You can clean up and go home, all. Jesus is the sacrifice to end all sacrifice, building a new temple in and of his people, a new priesthood of all believers. You can all go home!
The temple, that 2nd temple, the 1st temple before it, the tabernacle before that, was always just a shadow of dwelling together in the Living Presence of God.
The sacrificial system, every sacrifice, was a temporary foreshadowing, a glimpse, teaching the truth: sin has a cost, a consequence, a wage, and someone pays in blood and death.
Cleaning House
Cleaning House
The house is us. We are the temple. We the church. Y’all are a temple of the Holy Spirit.
19 So then you are no longer strangers and aliens, but you are fellow citizens with the saints and members of the household of God,
20 built on the foundation of the apostles and prophets, Christ Jesus himself being the cornerstone,
21 in whom the whole structure, being joined together, grows into a holy temple in the Lord.
22 In him you also are being built together into a dwelling place for God by the Spirit.
We are to be a temple. We together. This is not about yelling at teenagers for why they shouldn’t get bad haircuts, piercings and tattoos. “Your body is a temple!”
It is “y’all”, less individualistic, more corporate, more together, more family, more unity, which is what the whole beginning of Ephesians is all about. Unity in Christ, together in His name.
Cleaning House
Cleaning House
The house is us. We are the temple. We the church. Y’all are a temple of the Holy Spirit.
If we are the temple, do think there are “chief priests and scribes” twisting the temple of God for their own profit and power?
If we are the temple, do you think there are “chief priests and scribes” twisting things, setting up shot, making profit, gaining power, instead of glorifying God in His church?
Yes. And absolutely.
Perhaps certain televangelists come to mind, bogus faith healers, for sure.
But the “chief priests” weren’t on the fringes. They were right at the center, VERY successfully leveraging these things for power.
I see it this week in the aftermath of the assasination of Charlie Kirk. I didn’t follow or pay a whole lot of attention while he was alive. Most of what I heard I heard through my Mom and KK. Going back through the videos, I found things that I loved, and things that I disagreed with, and things that challenged me.
But this I found for sure: a brother in Christ. A man who claimed Jesus as His Lord and Savior and was serious about walking that out.
I see online Christians condemning him as the devil because he doesn’t agree with their stances on guns, or homosexuality or trans rights.
That’s foul.
I also see people advocating for violence against “the left” or “wokism” and “you’ll get what you ask for” with a glee.
That’s foul.
Either way, in these cases, you have people trying to leverage the name of Jesus to accomplish their agenda, their political goals, and ride it to power.
That’s not who we are called to be.
What did Jesus say we would be instead? What was his vision?
A house of prayer for all peoples.
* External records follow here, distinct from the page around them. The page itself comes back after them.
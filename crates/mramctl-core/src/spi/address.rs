//! 24-bit address encoding

/// Number of address bytes transmitted after the opcode
pub const ADDRESS_BYTES: usize = 3;

/// Largest address representable in the 24-bit address phase
pub const MAX_WIRE_ADDRESS: u32 = 0x00FF_FFFF;

/// Encode an address as three big-endian bytes (bits 23..0)
///
/// Bits above 23 are dropped. Range checking against the chip capacity
/// happens in the protocol layer before a frame is ever built.
pub const fn encode_address(address: u32) -> [u8; ADDRESS_BYTES] {
    [(address >> 16) as u8, (address >> 8) as u8, address as u8]
}

#[cfg(test)]
mod tests {
    use super::*;

    #[test]
    fn test_encode_address() {
        assert_eq!(encode_address(0x000100), [0x00, 0x01, 0x00]);
        assert_eq!(encode_address(0x01FFFF), [0x01, 0xFF, 0xFF]);
        assert_eq!(encode_address(MAX_WIRE_ADDRESS), [0xFF, 0xFF, 0xFF]);
    }
}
For all nations.
We together, the Church, people called by the name of Christ, are to be His temple, and that temple is a House of Prayer for ALL nations.
Are we a place where our world can come and encounter God? Talk to Him? Hear from Him?
Are we a people that draw hearts and mind to the Lord, a temple that draws eyes to see His glory?
Or, at times, are we a noisy marketplace, just as noisy and divisive inside as outside, where people use the name of God to build power and wealth at any cost?
Lord, Jesus, cleanse your church! Make us a temple for your dwelling place. Make us something beautiful, something different, a house of prayer for all nations.